Two-tier medicine has other advantages, too. Doctors will become more service-oriented when patients – not the government – hold the pocketbook. Paying patients are likelier to take charge of their own health. But two-tiered medicine will do nothing to empower those who most need help – the poor and other disadvantaged groups, which have the highest morbidity rates and the lowest lifespans.

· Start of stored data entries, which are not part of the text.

// handlers/public/leads.rs - POST /public/companies/:company/leads
use axum::extract::{Path, State};

use crate::middleware::{ApiJson, ApiResponse, ApiResult};
use crate::services::lead_service::Lead;
use crate::services::LeadInput;
use crate::state::AppState;

/// Webhook-style capture from landing pages and forms.
pub async fn lead_capture(
    State(state): State<AppState>,
    Path(company_id): Path<String>,
    ApiJson(input): ApiJson<LeadInput>,
) -> ApiResult<Lead> {
    let lead = state.leads().capture_lead(&company_id, input).await?;
    Ok(ApiResponse::created("Lead captured", lead))
}
use anyhow::{anyhow, Context};
use serde_json::json;

use crate::auth::{generate_jwt, Claims, Role};
use crate::cli::utils::output_value;
use crate::cli::OutputFormat;
use crate::config;

/// Mint a JWT signed with the configured secret. Development aid only.
pub fn mint(uid: &str, company: &str, role: &str, hours: Option<u64>, output_format: &OutputFormat) -> anyhow::Result<()> {
    let role: Role = role.parse().map_err(|e: String| anyhow!(e))?;
    let security = &config::config().security;
    let hours = hours.unwrap_or(security.jwt_expiry_hours);

    let claims = Claims::new(uid, company, role, hours);
    let token = generate_jwt(&claims, &security.jwt_secret).context("failed to sign token")?;

    output_value(
        output_format,
        "Token minted",
        &token,
        Some(json!({"uid": uid, "companyId": company, "role": role, "exp": claims.exp})),
    )
}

Simple plan No. 3 involves health-care allowances, under which medicare would provide all Canadians, rich or poor, with an annual allowance equal to what they currently cost the system, plus an annual top-up. Variations of this system work well in many countries, including Canada, where some employee plans have adopted it. To determine its value for the Canadian public as a whole, Toronto-based Consumer Policy Institute hired U.S. health actuarial firm Milliman & Robertson, the world experts in the field. Here are the basics of health-care allowance for Canada:
The government gives every Canadian an insurance policy that has a deductible, plus a debit card account to which it deposits an annual allowance for routine needs based on age and gender (older people, who tend to have more medical needs, or those with chronic conditions receive larger annual allowances; younger people smaller ones). In a healthy year, the account will be in the black. In an unhealthy year, after drawing down the entire annual allowance, the individual’s insurance policy automatically kicks in to cover all medical expenses. A 35-year-old woman pays a $165 deductible should she need to use her insurance policy, and a 60-year-old man $183. Low-income Canadians never pay a deductible under the actuarial plan.
Everyone over time winds up with a positive account balance because in each year, three out of four Canadians – whether they have chronic conditions or not – won’t have spent their annual allowance. Half of the unspent amount goes back to the government to let it break even relative to the status quo, and half stays with the individual.

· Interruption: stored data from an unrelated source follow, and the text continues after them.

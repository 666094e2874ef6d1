// handlers/mod.rs - handler tiers
//
// Public (no auth) → Protected (JWT) → Internal (JWT, platform admin)
pub mod internal;
pub mod protected;
pub mod public;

The half that stays with individuals amounts to more than $6-billion each year – more than $200 for every man, woman and child – which they can then spend on health needs not currently covered by medicare, such as prescription drugs, dental work, home care, preventive medicine and even future years’ deductibles. The savings cannot be spent for non-medical needs, but they can be invested, as in an RRSP. Once they grow beyond an amount that the individual needs for future health care, and he is retired, the surplus can be taken out as retirement funds.
All health-care critics acknowledge that the current system operates inefficiently. Those with a bureaucratic mindset try to squeeze out savings by capping doctors’ incomes to prevent them from “churning” patients, and by creating elaborate, top-down rules to stop people from using expensive hospital emergency wards for routine medical needs. The health-care allowance approach lets individuals find the savings from the bottom up, by giving patients the financial incentive to question needless doctor’s visits and by letting people choose, say, between paying $300 from their health-care allowance account for an emergency ward service or $30 for service in a doctor’s office.
More importantly, those who most use emergency services – the poor and the otherwise unempowered, who don’t have a good relationship with a family doctor – would have a powerful financial incentive to develop one. To increase their incomes, doctors would similarly have an incentive to court them – after all, they’d have the same personal health-care budget as a rich person. This is the healthiest outcome of all.
Lawrence Solomon is executive director of Urban Renaissance Institute and policy director at Consumer Policy Institute, divisions of Toronto-based Energy Probe Research Foundation.